When you ask whether $H$ is a subgroup of $G$, you are asking whether $H$ is a group with the group structure induced by that of $G$, that is, with binary and unary operations pointwise concident with those of $G$ on $H^2$ and $H$ respectively, that is, with binary and unary operations pointwise coincident with the restrictions $(2)$ of the corresponding operations of $G$. In the end you want to know whether there exist corestrictions to $H$ of $(2)$'s, or directly birestrictions of $(1)$'s to the pairs $(H^2,H)$ and $(H,H) $ respectively: $$ \begin{equation} \begin{split} \circ_{H^2}^{H}&\colon H^2\to H&;~(h_1,h_2)&\mapsto h_1\circ h_2\\ \operatorname{inv}_H^{H}&\colon H\to H&;~h&\mapsto\operatorname{inv}(h) \end{split} \end{equation}\tag{3} $$

These existence conditions are called closure of $H$ under product and inversion.

There remain to be proved associativity, the existence of identity and its equality to the identity of $G$. But the associativity is a pointwise property of $\circ$ that a fortiori holds when $\circ$ is restricted or birestricted.
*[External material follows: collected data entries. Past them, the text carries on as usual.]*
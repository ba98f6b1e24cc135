//! File names for one recording session.
//!
//! A session is an audio file plus its timestamp file, both named after the
//! rotation counter value. Media that only take 8.3 names get a shortened
//! form; the index wraps at one million there.

use core::fmt::Write;

use heapless::String;
use platform::NameStyle;

/// Longest name produced (`timestamps_4294967295.txt` is 25 bytes).
pub const MAX_NAME_LEN: usize = 32;

const SHORT_INDEX_MODULUS: u32 = 1_000_000;

/// Paired names for one session.
#[derive(Debug, Clone, PartialEq, Eq)]
pub struct SessionNames {
    index: u32,
    audio: String<MAX_NAME_LEN>,
    timestamps: String<MAX_NAME_LEN>,
}

impl SessionNames {
    /// Names for counter value `index`.
    ///
    /// - long: `audio_000042.wav` / `timestamps_000042.txt`
    /// - short: `AU000042.WAV` / `TS000042.TXT`
    pub fn new(index: u32, style: NameStyle) -> Self {
        let mut audio = String::new();
        let mut timestamps = String::new();
        // Both buffers hold the longest possible name, so the writes cannot fail.
        let _ = match style {
            NameStyle::Long => write!(audio, "audio_{index:06}.wav")
                .and_then(|()| write!(timestamps, "timestamps_{index:06}.txt")),
            NameStyle::Short => {
                let short = index % SHORT_INDEX_MODULUS;
                write!(audio, "AU{short:06}.WAV").and_then(|()| write!(timestamps, "TS{short:06}.TXT"))
            }
        };
        Self { index, audio, timestamps }
    }

    /// Counter value the names were built from.
    pub const fn index(&self) -> u32 {
        self.index
    }

    /// WAV file name.
    pub fn audio(&self) -> &str {
        &self.audio
    }

    /// Timestamp file name.
    pub fn timestamps(&self) -> &str {
        &self.timestamps
    }
}

#[cfg(test)]
#[allow(clippy::unwrap_used, clippy::expect_used, clippy::panic)]
mod tests {
    use super::*;

    #[test]
    fn long_names_are_zero_padded() {
        let names = SessionNames::new(42, NameStyle::Long);
        assert_eq!(names.audio(), "audio_000042.wav");
        assert_eq!(names.timestamps(), "timestamps_000042.txt");
        assert_eq!(names.index(), 42);
    }

    #[test]
    fn long_names_grow_past_six_digits() {
        let names = SessionNames::new(u32::MAX, NameStyle::Long);
        assert_eq!(names.audio(), "audio_4294967295.wav");
        assert_eq!(names.timestamps(), "timestamps_4294967295.txt");
    }

    #[test]
    fn short_names_fit_eight_dot_three() {
        let names = SessionNames::new(7, NameStyle::Short);
        assert_eq!(names.audio(), "AU000007.WAV");
        assert_eq!(names.timestamps(), "TS000007.TXT");

        let wrapped = SessionNames::new(1_000_123, NameStyle::Short);
        assert_eq!(wrapped.audio(), "AU000123.WAV");
        assert_eq!(wrapped.index(), 1_000_123);
    }
}
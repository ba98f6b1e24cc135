//! Button input abstraction

/// Level transition seen on the timestamp button pin.
#[derive(Debug, Clone, Copy, PartialEq, Eq)]
#[cfg_attr(feature = "defmt", derive(defmt::Format))]
pub enum Edge {
    /// Pin went to its active level.
    Pressed,
    /// Pin returned to its idle level.
    Released,
}

impl Edge {
    /// Edge implied by the pin level read right after the interrupt.
    pub const fn from_level(active: bool) -> Self {
        if active {
            Self::Pressed
        } else {
            Self::Released
        }
    }
}

/// Edge-triggered button source (EXTI line on hardware).
pub trait ButtonInput {
    /// Wait for the next transition (async, power-efficient).
    fn wait_for_edge(&mut self) -> impl core::future::Future<Output = Edge>;
}
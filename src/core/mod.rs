pub mod dates;
pub mod filename;
pub mod lot_status;
pub mod names;
pub mod runner;

pub use crate::domain::ports::{ChangeSet, ImageLibrary, Job, TableStore};
pub use crate::utils::error::Result;
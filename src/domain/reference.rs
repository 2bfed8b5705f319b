//! Fixed lookup data handed to the parser and reconciler.
//!
//! Everything here is built once from configuration and then only read.

use crate::utils::error::{RecordsError, Result};
use std::collections::HashSet;

#[derive(Debug, Clone, PartialEq, Eq)]
pub struct Yard {
    pub code: String,
    pub folder: String,
}

#[derive(Debug, Clone, PartialEq, Eq)]
pub struct YardTable {
    yards: Vec<Yard>,
}

impl YardTable {
    pub fn new(yards: Vec<Yard>) -> Self {
        Self { yards }
    }

    pub fn yards(&self) -> &[Yard] {
        &self.yards
    }

    pub fn get(&self, code: &str) -> Option<&Yard> {
        self.yards.iter().find(|y| y.code == code)
    }

    /// Two-letter section prefix of a plot id, upper-cased.
    pub fn section_prefix(plot_id: &str) -> String {
        plot_id.chars().take(2).collect::<String>().to_uppercase()
    }

    /// Resolve the yard a plot belongs to. Unknown prefixes are an error, never a default.
    pub fn yard_for_plot(&self, plot_id: &str) -> Result<&Yard> {
        let code = Self::section_prefix(plot_id);
        if code.chars().count() < 2 {
            return Err(RecordsError::UnknownYard { code });
        }
        self.get(&code)
            .ok_or(RecordsError::UnknownYard { code })
    }
}

/// Lots kept at "Not Available" whatever their rights say.
#[derive(Debug, Clone, Default, PartialEq, Eq)]
pub struct NotAvailableLots {
    lots: HashSet<String>,
}

impl NotAvailableLots {
    pub fn new<I, S>(lots: I) -> Self
    where
        I: IntoIterator<Item = S>,
        S: Into<String>,
    {
        Self {
            lots: lots.into_iter().map(Into::into).collect(),
        }
    }

    pub fn contains(&self, lot_id: &str) -> bool {
        self.lots.contains(lot_id)
    }

    pub fn len(&self) -> usize {
        self.lots.len()
    }

    pub fn is_empty(&self) -> bool {
        self.lots.is_empty()
    }
}

/// Display order of image-type tags within one lot. Untyped images rank after every listed tag.
#[derive(Debug, Clone, PartialEq, Eq)]
pub struct ImageTypePriority {
    order: Vec<char>,
}

impl ImageTypePriority {
    pub fn new(order: Vec<char>) -> Self {
        Self { order }
    }

    pub fn letters(&self) -> &[char] {
        &self.order
    }

    pub fn rank(&self, image_type: Option<char>) -> usize {
        match image_type {
            Some(c) => self
                .order
                .iter()
                .position(|&t| t == c)
                .unwrap_or(self.order.len() + 1),
            None => self.order.len(),
        }
    }
}

impl Default for ImageTypePriority {
    fn default() -> Self {
        Self::new(vec!['F', 'B', 'P', 'V'])
    }
}

/// The immutable lookup tables one run works against.
#[derive(Debug, Clone, PartialEq, Eq)]
pub struct ReferenceData {
    pub yards: YardTable,
    pub not_available: NotAvailableLots,
    pub image_types: ImageTypePriority,
}

#[cfg(test)]
mod tests {
    use super::*;

    fn yards() -> YardTable {
        YardTable::new(vec![
            Yard {
                code: "CY".to_string(),
                folder: "OICA Church Yard".to_string(),
            },
            Yard {
                code: "IT".to_string(),
                folder: "OICA Intervale Terrace".to_string(),
            },
        ])
    }

    #[test]
    fn test_yard_for_plot() {
        let table = yards();
        assert_eq!(table.yard_for_plot("CYA1").unwrap().folder, "OICA Church Yard");
        assert_eq!(table.yard_for_plot("itc12").unwrap().code, "IT");
    }

    #[test]
    fn test_unknown_prefix_is_an_error() {
        let table = yards();
        match table.yard_for_plot("ZZA1") {
            Err(RecordsError::UnknownYard { code }) => assert_eq!(code, "ZZ"),
            other => panic!("expected UnknownYard, got {:?}", other),
        }
        assert!(table.yard_for_plot("C").is_err());
    }

    #[test]
    fn test_type_rank_orders_untyped_last() {
        let priority = ImageTypePriority::default();
        assert!(priority.rank(Some('F')) < priority.rank(Some('B')));
        assert!(priority.rank(Some('V')) < priority.rank(None));
        assert!(priority.rank(None) < priority.rank(Some('Q')));
    }
}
Moreover if the identity of $H$ exists it must be equal to that of $G$ because the identity of $G$ is defined by a pointwise property of $\operatorname{inv}$ that a fortiori holds when $\operatorname{inv}$ is restricted or birestricted.

But you have no way to prove for the general case that the identity of $H$ exists unless you add to your hypotheses that $H$ must be non-empty.

This last was the only important thing missing in your reasoning.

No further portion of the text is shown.